Hi guys! Jane here. I recently made the pledge to go vegan for 14 days with my mom , starting today. It’s something I have wanted to do for a while. It sounded like a great way to reset my body, to challenge myself in the kitchen and learn some amazing new plant-based recipes. I know we have a lot of vegan friends and readers and I am really looking forward to sharing some great recipes here over the next two weeks. I did a little bit of recipe testing last week and I think I have some winners up my sleeve. If they taste as good as this one did, I’ll be very happy.
Sunday is usually a day of batch cooking/meal prep for me. It’s hard to find time to grab a healthy lunch during the work week, so I get mine ready in advance. One of my favorite recipes I make for meal prep are these Thai turkey sesame patties. They are so delicious and the perfect protein-packed topper on a crunchy salad. I was craving just that this weekend, so I decided to try to adapt the recipe for a vegan version. It took some trial and error, but these hit the spot. They are oven-baked for an extra healthy bonus! I love a crunchy miso salad, but I’m betting these would also be good between a bun with a spicy aioli and avocado
1 15 oz can of chickpeas, well drained
1 clove of garlic, finely minced
1 inch piece of ginger, finely minced
1 tbsp of finely minced jalapeño
1/2 of a red bell pepper, finely minced
Handful of cilantro leaves, chopped
1 tbsp toasted sesame seeds
2 scallions, split down the middle and sliced into half-moons
2 tbsp flax meal
2 tbsp almond flour, oat flour, or flour of your choice
2 tbsp soy sauce
1.5 tbsp brown rice syrup
1 tbsp olive oil
2 Sweet Potatoes, peeled and cut into wedges
1 tbsp coconut oil
Big pinch of salt
1/2 cup of almond butter
3 tsp Sriracha
Hot water to thin
1/2 a small red cabbage, sliced thinly
1 red bell pepper, julienned
Handful of sunflower sprouts or sprouts of your choice
Handful of baby kale for each bowl
1/2 cup toasted peanuts, chopped
1 scallion, dark parts chopped
Small handful cilantro leaves
Dressing for the salad:
1 tablespoon white miso paste
2 tablespoons rice vinegar
1/4 cup toasted sesame oil
Heat the oven to 400 degrees. Combine the chickpeas, garlic, and ginger in the bowl of a food processor fitted with an S blade. Process in pulses, scraping down the sides of the bowl as needed until the mixture is mashed together. You could also use a pastry blender or a fork to do this step. Add the soy sauce and the flax meal.

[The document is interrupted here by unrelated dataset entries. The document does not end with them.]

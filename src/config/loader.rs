//! Settings loading and discovery for `pxm.toml`
//!
//! Provides functions to find, load, and merge settings.

use super::schema::Settings;
use std::env;
use std::fs;
use std::path::{Path, PathBuf};
use thiserror::Error;

/// File name searched for during discovery
pub const SETTINGS_FILE: &str = "pxm.toml";

/// Settings loading error
#[derive(Debug, Error)]
#[non_exhaustive]
pub enum SettingsError {
    /// File I/O error
    #[error("Failed to read settings: {0}")]
    Io(#[from] std::io::Error),
    /// TOML parsing error
    #[error("Failed to parse pxm.toml: {0}")]
    Parse(#[from] toml::de::Error),
    /// Validation error
    #[error("Settings validation failed:\n{}", .0.iter().map(|e| format!("  - {}", e)).collect::<Vec<_>>().join("\n"))]
    Validation(Vec<String>),
}

/// CLI arguments that can override settings values
#[derive(Debug, Default, Clone)]
pub struct SettingsOverrides {
    /// Override cell pixel size
    pub pixel_size: Option<u32>,
    /// Override label visibility
    pub labels: Option<bool>,
    /// Override history store directory
    pub store_dir: Option<PathBuf>,
}

/// Find pxm.toml by walking up from the current working directory.
///
/// Search order:
/// 1. Walk up from current directory looking for pxm.toml
/// 2. Check XDG_CONFIG_HOME/pixel-matrix/pxm.toml (or ~/.config/pixel-matrix/pxm.toml)
pub fn find_settings() -> Option<PathBuf> {
    if let Ok(cwd) = env::current_dir() {
        if let Some(path) = find_settings_from(cwd) {
            return Some(path);
        }
    }

    find_xdg_settings()
}

/// Find pxm.toml in the XDG config directory.
pub fn find_xdg_settings() -> Option<PathBuf> {
    let xdg_config = env::var("XDG_CONFIG_HOME")
        .map(PathBuf::from)
        .or_else(|_| env::var("HOME").map(|h| PathBuf::from(h).join(".config")))
        .ok()?;

    let path = xdg_config.join("pixel-matrix").join(SETTINGS_FILE);
    if path.exists() {
        Some(path)
    } else {
        None
    }
}

/// Find pxm.toml by walking up from a specific directory.
pub fn find_settings_from(start: PathBuf) -> Option<PathBuf> {
    let mut current = start;

    loop {
        let path = current.join(SETTINGS_FILE);
        if path.exists() {
            return Some(path);
        }

        if !current.pop() {
            return None;
        }
    }
}

/// Load settings.
///
/// If a path is provided, loads from that file. Otherwise uses
/// [`find_settings`]; when nothing is found the defaults are returned.
pub fn load_settings(path: Option<&Path>) -> Result<Settings, SettingsError> {
    let settings_path = match path {
        Some(p) => Some(p.to_path_buf()),
        None => find_settings(),
    };

    match settings_path {
        Some(p) => {
            log::debug!("loading settings from {}", p.display());
            load_settings_file(&p)
        }
        None => Ok(Settings::default()),
    }
}

fn load_settings_file(path: &Path) -> Result<Settings, SettingsError> {
    let contents = fs::read_to_string(path)?;
    let settings: Settings = toml::from_str(&contents)?;

    let errors = settings.validate();
    if !errors.is_empty() {
        return Err(SettingsError::Validation(errors.into_iter().map(|e| e.to_string()).collect()));
    }

    Ok(settings)
}

/// Merge CLI overrides into settings. CLI arguments take precedence.
pub fn merge_overrides(settings: &mut Settings, overrides: &SettingsOverrides) {
    if let Some(pixel_size) = overrides.pixel_size {
        settings.display.pixel_size = pixel_size;
    }

    if let Some(labels) = overrides.labels {
        settings.display.labels = labels;
    }

    if let Some(ref dir) = overrides.store_dir {
        settings.history.dir = Some(dir.clone());
    }
}

#[cfg(test)]
mod tests {
    use super::*;
    use serial_test::serial;
    use std::fs::File;
    use std::io::Write;
    use tempfile::TempDir;

    #[test]
    fn test_find_settings_in_parent_dir() {
        let temp = TempDir::new().expect("should create temp dir");
        let path = temp.path().join(SETTINGS_FILE);
        File::create(&path)
            .expect("should create settings file")
            .write_all(b"[display]\npixel_size = 4")
            .expect("should write settings content");

        let subdir = temp.path().join("art").join("hearts");
        fs::create_dir_all(&subdir).expect("should create subdirectories");

        assert_eq!(find_settings_from(subdir), Some(path));
    }

    #[test]
    fn test_find_settings_not_found() {
        let temp = TempDir::new().expect("should create temp dir");
        assert_eq!(find_settings_from(temp.path().to_path_buf()), None);
    }

    #[test]
    fn test_load_settings_from_file() {
        let temp = TempDir::new().expect("should create temp dir");
        let path = temp.path().join(SETTINGS_FILE);
        fs::write(
            &path,
            r##"
[display]
pixel_size = 12
inactive_color = "#000000"

[history]
dir = "history"
key = "myHistory"
"##,
        )
        .expect("should write settings");

        let settings = load_settings(Some(&path)).expect("should load settings");
        assert_eq!(settings.display.pixel_size, 12);
        assert_eq!(settings.display.inactive_color, "#000000");
        assert_eq!(settings.history.dir, Some(PathBuf::from("history")));
        assert_eq!(settings.history.key, "myHistory");
    }

    #[test]
    fn test_load_settings_validation_error() {
        let temp = TempDir::new().expect("should create temp dir");
        let path = temp.path().join(SETTINGS_FILE);
        fs::write(&path, "[display]\npixel_size = 0\n").expect("should write settings");

        let err = load_settings(Some(&path)).unwrap_err();
        assert!(matches!(err, SettingsError::Validation(ref e) if e.len() == 1));
        assert!(err.to_string().contains("display.pixel_size"));
    }

    #[test]
    fn test_load_settings_parse_error() {
        let temp = TempDir::new().expect("should create temp dir");
        let path = temp.path().join(SETTINGS_FILE);
        fs::write(&path, "[display\n").expect("should write settings");
        assert!(matches!(load_settings(Some(&path)), Err(SettingsError::Parse(_))));
    }

    #[test]
    #[serial]
    fn test_xdg_settings_fallback() {
        let temp = TempDir::new().expect("should create temp dir");
        let dir = temp.path().join("pixel-matrix");
        fs::create_dir_all(&dir).expect("should create config dir");
        fs::write(dir.join(SETTINGS_FILE), "").expect("should write settings");

        let original = env::var("XDG_CONFIG_HOME").ok();
        env::set_var("XDG_CONFIG_HOME", temp.path());
        let found = find_xdg_settings();
        match original {
            Some(v) => env::set_var("XDG_CONFIG_HOME", v),
            None => env::remove_var("XDG_CONFIG_HOME"),
        }

        assert_eq!(found, Some(dir.join(SETTINGS_FILE)));
    }

    #[test]
    fn test_merge_overrides() {
        let mut settings = Settings::default();
        merge_overrides(
            &mut settings,
            &SettingsOverrides {
                pixel_size: Some(5),
                labels: Some(true),
                store_dir: Some(PathBuf::from("/tmp/store")),
            },
        );
        assert_eq!(settings.display.pixel_size, 5);
        assert!(settings.display.labels);
        assert_eq!(settings.history.dir, Some(PathBuf::from("/tmp/store")));

        let mut untouched = Settings::default();
        merge_overrides(&mut untouched, &SettingsOverrides::default());
        assert_eq!(untouched.display.pixel_size, 20);
    }
}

Remove the chickpea mixture to a medium bowl, and stir in the remaining ingredients.
Line a baking tray with parchment paper. Form the chickpea mixture into small patties with your hands. I got six medium-small patties from my batch. Brush the patties with a tablespoon of olive oil and bake for 15-20 minutes, until golden on the bottom. Remove and let cool completely on the tray.
Raise the oven temperature to 425 and drizzle the sweet potatoes with the oil and salt. Roast for about 25 minutes, flipping halfway through.
For the almond drizzle, combine the almond butter and Sriracha in a small bowl with about a tablespoon of water. Microwave for 15-20 seconds and stir to thin the sauce.
Whisk the salad dressing together in a small bowl. Assemble the bowl with the kale, sprouts and vegetables and add drizzle with about a tablespoon of the dressing. Add the sweet potato wedges and the chickpea patties, and drizzle with the almond butter. Add the peanuts, cilantro, and green onion for garnish!